CYP1B1遗传多态性与个体化治疗

CYP1B1是细胞色素P450（cytochrome P450, CYP450s）家族成员，作为I相代谢酶，主要通过催化性激素、脂肪酸、维生素、褪黑素及外源性化学物质和药物的代谢，参与人体组织正常结构和生理功能的维持。研究发现，CYP1B1基因多态性会影响其蛋白表达水平和酶活性，对其催化的代谢过程产生影响，尤其是对性激素和外源物质的代谢过程的改变，与青光眼、各类癌症的发生发展及治疗密切相关。研究CYP1B1参与的机体代谢途径及基因多态性对其影响，有利于深入了解代谢途径的改变在相关疾病发生发展和药物治疗中的作用，加深对癌症、青光眼等疾病的认识，促进从基因层面检测和评估相关疾病的发生风险和预后，从而实现疾病的预防和早期发现，为个体化治疗提供依据，改善患者生存质量，延长生存期。本文拟就近五年CYP1B1参与的主要代谢途径及基因多态性对其影响的研究进展作一综述。

Relevance of CYP1B1 genetic polymorphism and individual therapy

CYP1B1 is a member of the cytochrome P450 (CYP450s) family. As a phase I metabolizing enzyme, CYP1B1 is involved in the maintenance of normal structure and physiological function in the human body through catalyzing the metabolism of hormones, fatty acids, vitamins, exogenous chemicals and drugs. It has been found that CYP1B1 gene polymorphism can affect its protein expression and enzyme activity, thus having an impact on the metabolic processes that it catalyzes, especially the changes in the metabolic processes of sex hormones and exogenous substances which are closely related to the occurrence and treatment of glaucoma, various types of cancer and other diseases.
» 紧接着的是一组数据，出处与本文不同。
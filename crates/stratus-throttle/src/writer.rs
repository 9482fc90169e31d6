//! Rate-limited byte sink
//!
//! Wraps any [`ByteSink`] with the two-bucket wait discipline: every chunk
//! waits on the per-connection bucket first, then the global bucket, then
//! lands in the sink. Chunks larger than the connection burst are written in
//! burst-sized slices so neither bucket is ever asked for more tokens than
//! it can hold. A failed slice reports the bytes that actually made it out.

use std::sync::Arc;
use std::time::Instant;

use bytes::Bytes;
use tokio::sync::mpsc;
use tokio_util::sync::CancellationToken;

use stratus_core::domain::Tier;

use crate::bucket::TokenBucket;
use crate::plan::{adjusted_rate, base_rate_for_length, connection_plan};
use crate::WriteError;

/// Destination of rate-limited bytes
#[async_trait::async_trait]
pub trait ByteSink: Send {
    async fn write_chunk(&mut self, chunk: Bytes) -> std::io::Result<()>;
}

/// Collects chunks in memory; used by tests and the ZIP assembler.
#[async_trait::async_trait]
impl ByteSink for Vec<u8> {
    async fn write_chunk(&mut self, chunk: Bytes) -> std::io::Result<()> {
        self.extend_from_slice(&chunk);
        Ok(())
    }
}

/// Feeds a response-body channel; a dropped receiver means the client went
/// away and surfaces as `BrokenPipe`.
#[async_trait::async_trait]
impl ByteSink for mpsc::Sender<Bytes> {
    async fn write_chunk(&mut self, chunk: Bytes) -> std::io::Result<()> {
        self.send(chunk)
            .await
            .map_err(|_| std::io::Error::new(std::io::ErrorKind::BrokenPipe, "response closed"))
    }
}

/// Writer applying per-connection and global rate limits to a sink
pub struct RateLimitedWriter<S> {
    sink: S,
    conn_limiter: TokenBucket,
    global_limiter: Arc<TokenBucket>,
    cancel: CancellationToken,
    /// Bytes this stream will carry (range length, not object size)
    transfer_len: u64,
    written: u64,
    started: Instant,
    /// Tier-scaled base rate the dynamic curve works from
    base_rate: u64,
}

impl<S: ByteSink> RateLimitedWriter<S> {
    /// Builds a writer for a transfer of `transfer_len` bytes.
    ///
    /// The connection bucket starts at the plain length-derived rate; the
    /// tier-scaled target only takes over through the dynamic curve once the
    /// first settling second has passed. The global bucket is shared across
    /// all live streams.
    pub fn new(
        sink: S,
        global_limiter: Arc<TokenBucket>,
        transfer_len: u64,
        tier: Tier,
        cancel: CancellationToken,
    ) -> Self {
        let plan = connection_plan(transfer_len, tier);
        Self {
            sink,
            conn_limiter: TokenBucket::new(base_rate_for_length(transfer_len), plan.burst),
            global_limiter,
            cancel,
            transfer_len,
            written: 0,
            started: Instant::now(),
            base_rate: plan.rate,
        }
    }

    /// Writes `data` through both limiters.
    ///
    /// On success returns `data.len()`. When a wait is cancelled or the sink
    /// fails mid-slice the error is returned and the bytes that did make it
    /// out stay counted in [`RateLimitedWriter::bytes_written`].
    pub async fn write(&mut self, data: &[u8]) -> Result<usize, WriteError> {
        self.adjust_rate_if_needed();

        let burst = self.conn_limiter.burst() as usize;
        let mut total = 0usize;

        while total < data.len() {
            let end = (total + burst).min(data.len());
            let slice = &data[total..end];
            let n = slice.len() as u64;

            if let Err(e) = self.conn_limiter.wait_n(n, &self.cancel).await {
                return self.partial(total, e);
            }
            if let Err(e) = self.global_limiter.wait_n(n, &self.cancel).await {
                return self.partial(total, e);
            }

            if let Err(e) = self.sink.write_chunk(Bytes::copy_from_slice(slice)).await {
                return self.partial(total, WriteError::Io(e));
            }

            total = end;
            self.written += n;
        }

        Ok(total)
    }

    /// `self.written` already counts every completed slice; this only logs
    /// and forwards the error.
    fn partial(&self, written: usize, err: WriteError) -> Result<usize, WriteError> {
        if written > 0 {
            tracing::debug!(
                written,
                error = %err,
                "rate-limited write ended mid-slice"
            );
        }
        Err(err)
    }

    /// Retargets the connection rate from download progress.
    ///
    /// Skipped during the first second while throughput settles; afterwards
    /// a new rate is applied only when it moves more than 10% from the
    /// current one, which keeps the limiter from thrashing around the
    /// progress thresholds.
    fn adjust_rate_if_needed(&mut self) {
        if self.transfer_len == 0 {
            return;
        }
        if self.started.elapsed().as_secs_f64() < 1.0 {
            return;
        }

        let progress = self.written as f64 / self.transfer_len as f64;
        let target = adjusted_rate(self.base_rate, progress);
        let current = self.conn_limiter.rate();
        if current == 0 {
            return;
        }

        let drift = (target as f64 - current as f64).abs() / current as f64;
        if drift > 0.1 {
            tracing::debug!(current, target, progress, "retargeting connection rate");
            self.conn_limiter.set_rate(target);
        }
    }

    pub fn bytes_written(&self) -> u64 {
        self.written
    }

    pub fn into_inner(self) -> S {
        self.sink
    }

    #[cfg(test)]
    fn with_limiters(
        sink: S,
        conn_limiter: TokenBucket,
        global_limiter: Arc<TokenBucket>,
        transfer_len: u64,
        base_rate: u64,
        cancel: CancellationToken,
    ) -> Self {
        Self {
            sink,
            conn_limiter,
            global_limiter,
            cancel,
            transfer_len,
            written: 0,
            started: Instant::now(),
            base_rate,
        }
    }
}
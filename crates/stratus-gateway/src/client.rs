//! S3 client construction
//!
//! Builds an `aws_sdk_s3::Client` from the object-store section of the
//! configuration. Path-style addressing is forced so that bucket names never
//! have to resolve as DNS labels against MinIO-style endpoints.

use aws_credential_types::Credentials;
use aws_sdk_s3::config::{BehaviorVersion, Region};
use aws_sdk_s3::Client;

use stratus_core::config::ObjectStoreConfig;

/// Builds an S3 client for the configured endpoint.
pub fn build_client(config: &ObjectStoreConfig) -> Client {
    let credentials = Credentials::from_keys(
        config.access_key.clone(),
        config.secret_key.clone(),
        None,
    );

    let s3_config = aws_sdk_s3::Config::builder()
        .behavior_version(BehaviorVersion::latest())
        .region(Region::new(config.region.clone()))
        .endpoint_url(&config.endpoint)
        .credentials_provider(credentials)
        .force_path_style(true)
        .build();

    Client::from_conf(s3_config)
}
Studying on the metabolic pathways involving CYP1B1 and on the influence of its gene polymorphisms will help us understand the role of metabolic pathway changes in the development of related diseases and in the medical treatment, deepen our understanding of diseases such as cancer and glaucoma, and facilitate the detection and assessment of the risk of diseases at the genetic level, so as to achieve early detection and prevention of the diseases, to provide evidence for personalized medicine, thus improving the quality of life and prolonging the survival period. This article reviews the research progress of metabolic pathways involving CYP1B1 and the impact of genetic polymorphisms in recent five years.